[Question]: Split dataset in training, validation and test #118

aleSuglia · 2016-11-15T15:22:32Z

Hi there,

I'm looking for a method for dividing a dataset in the common experimental setting training, validation and test. I've found the BASH script in the rival-split module that can be used to generate data that can be used in holdout evaluation. According to my experience, in order to obtain the desired result, I'm able to split the dataset in training+dev and test and, after that, split the former in training and dev.
My question is: is there an idiomatic way in RiVal to do the same?

Thank you in advance for your answer!

Alessandro

abellogin · 2016-11-15T18:21:25Z

Hi Alessandro,

I would say that the split module is more convenient for fine tuning the splitting process than the BASH script.
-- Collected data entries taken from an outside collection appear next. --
//! Das-Dennis reference directions on the unit simplex.
//!
//! The systematic design of Das & Dennis places points on the simplex
//! `{x : x_i >= 0, sum(x) = 1}` at every composition of `p` into
//! `num_objectives` non-negative integer parts, each divided by `p`.
//!
//! Here the lattice is parameterized by `increments`, the number of values
//! each coordinate can take *including zero*, so `p = increments - 1`. With
//! 3 objectives and 5 increments every coordinate is one of
//! `0, 0.25, 0.5, 0.75, 1` and there are `C(4 + 2, 2) = 15` points.
//!
//! ```
//! use unsga3::reference_points::{build_reference_points, reference_point_count};
//!
//! let directions = build_reference_points(3, 5).unwrap();
//! assert_eq!(directions.len(), 15);
//! assert_eq!(reference_point_count(3, 5), 15);
//! for d in directions.iter() {
//!     assert!((d.iter().sum::<f64>() - 1.0).abs() < 1e-12);
//! }
//! ```

use std::sync::Arc;

use crate::error::{Error, Result};

/// An immutable, cheaply clonable set of reference directions.
///
/// Generation order is fixed for given inputs; the position of a direction
/// is its index in niche counting.
#[derive(Clone, Debug, PartialEq)]
pub struct ReferenceDirections {
    points: Arc<[Vec<f64>]>,
    num_objectives: usize,
    increments: usize,
}

impl ReferenceDirections {
    #[must_use]
    pub fn len(&self) -> usize {
        self.points.len()
    }

    #[must_use]
    pub fn is_empty(&self) -> bool {
        self.points.is_empty()
    }

    #[must_use]
    pub fn num_objectives(&self) -> usize {
        self.num_objectives
    }

    #[must_use]
    pub fn increments(&self) -> usize {
        self.increments
    }

    #[must_use]
    pub fn get(&self, index: usize) -> Option<&[f64]> {
        self.points.get(index).map(Vec::as_slice)
    }

    #[must_use]
    pub fn as_slice(&self) -> &[Vec<f64>] {
        &self.points
    }

    pub fn iter(&self) -> impl Iterator<Item = &[f64]> {
        self.points.iter().map(Vec::as_slice)
    }
}

/// Generates every lattice point of the `num_objectives`-dimensional unit
/// simplex with `increments` values per axis (zero included).
///
/// Points come out in lexicographic order of their leading coordinates,
/// first coordinate ascending.
///
/// # Errors
///
/// Returns [`Error::InvalidObjectiveCount`] when `num_objectives` is zero
/// and [`Error::InvalidIncrements`] when `increments < 2`.
///
/// Few increments relative to the objective count leave most candidates
/// sharing a handful of directions, so niching degrades towards random
/// choice among ties. That is a tuning problem, not an error.
pub fn build_reference_points(num_objectives: usize, increments: usize) -> Result<ReferenceDirections> {
    if num_objectives == 0 {
        return Err(Error::InvalidObjectiveCount(num_objectives));
    }
    if increments < 2 {
        return Err(Error::InvalidIncrements(increments));
    }

    let divisions = increments - 1;
    let mut points = Vec::with_capacity(reference_point_count(num_objectives, increments));
    let mut point = vec![0.0_f64; num_objectives];
    das_dennis_recursive(num_objectives, divisions, 0, divisions, &mut point, &mut points);

    Ok(ReferenceDirections {
        points: points.into(),
        num_objectives,
        increments,
    })
}

#[allow(clippy::cast_precision_loss)]
fn das_dennis_recursive(
    n_objectives: usize,
    divisions: usize,
    depth: usize,
    remaining: usize,
    current: &mut Vec<f64>,
    result: &mut Vec<Vec<f64>>,
) {
    if depth == n_objectives - 1 {
        current[depth] = remaining as f64 / divisions as f64;
        result.push(current.clone());
        return;
    }

    for i in 0..=remaining {
        current[depth] = i as f64 / divisions as f64;
        das_dennis_recursive(
            n_objectives,
            divisions,
            depth + 1,
            remaining - i,
            current,
            result,
        );
    }
}

/// Number of points [`build_reference_points`] yields:
/// `C(increments - 1 + num_objectives - 1, num_objectives - 1)`.
///
/// Returns 0 for configurations `build_reference_points` rejects.
#[must_use]
pub fn reference_point_count(num_objectives: usize, increments: usize) -> usize {
    if num_objectives == 0 || increments < 2 {
        return 0;
    }
    let divisions = increments - 1;
    n_combinations(divisions + num_objectives - 1, num_objectives - 1)
}

/// Compute `C(n, k)` = n! / (k! * (n-k)!).
fn n_combinations(n: usize, k: usize) -> usize {
    if k > n {
        return 0;
    }
    let k = k.min(n - k);
    let mut result: usize = 1;
    for i in 0..k {
        result = result.saturating_mul(n - i) / (i + 1);
    }
    result
}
However, it is true that there is no available method to divide a dataset in three, only in two parts; hence, the best way to obtain a training+validation+test partition is to follow the process you described (splitting one of the splits obtained from the whole dataset).

Hope this helps.
Best,
Alejandro

aleSuglia · 2016-11-15T18:33:05Z

Hi Alejandro,

first of all thank you for your clarification. I really appreciate it!
Anyway, in my opinion there should be a common method to split the dataset included in the framework. This a way to fix how people split their datasets and allow them to obtain more reproducible results.

Maybe I can implement this kind of method inheriting from the Splitter class. Could this kind of feature be useful for the RiVal framework?

Alessandro

abellogin · 2016-11-15T23:53:08Z

Hi Alessandro,

what kind of feature are you suggesting? As you are already aware, RiVal already supports CrossValidation, Random, and Temporal splits. If you are proposing to create a generic splitter that returns 3 splits instead of 2, by running whatever Splitter the user has selected, then this would be a very useful feature, indeed. If you are thinking in something else, please, elaborate a little bit and we can discuss about it.

Cheers,
Alejandro

aleSuglia · 2016-11-16T08:38:34Z

Hi Alejandro,

in the first place, I am wondering if I can implement a custom RandomSplitter class which returns three splits instead of two but, as you correctly say, this kind of feature can be implemented in each class that implements Splitter.

In your opinion what is the proper way to let the user generate the validation set too? I think that in the Splitter constructor can be added a boolean flag called generateValidation and in each subclass can be used differently according to the specific behaviour of the class. Can it be consistent with your current API?

Cheers,
Alessandro

abellogin · 2016-11-16T10:43:35Z

Hi,

I was thinking more on a ValidationSplitter that implements Splitter and that takes another Splitter as a parameter. Then, the split method would be as simple as

DataModelIF<U, I>[] trainingTestSplit = splitter.split(data);
DataModelIF<U, I>[] trainingValSplit = splitter.split(trainingTestSplit[0]);

return new DataModelIF<U,I>[]{trainingValSplit[0], trainingValSplit[1], trainingTestSplit[1]};

Would this work as you expect?

Best,
Alejandro

aleSuglia · 2016-11-16T10:51:46Z

Hi,

I think that it would be perfect for the RandomSplitter whereas I think that it won't work for the CrossValidationSplitter as it is because it returns an array containing 2*numFolds elements.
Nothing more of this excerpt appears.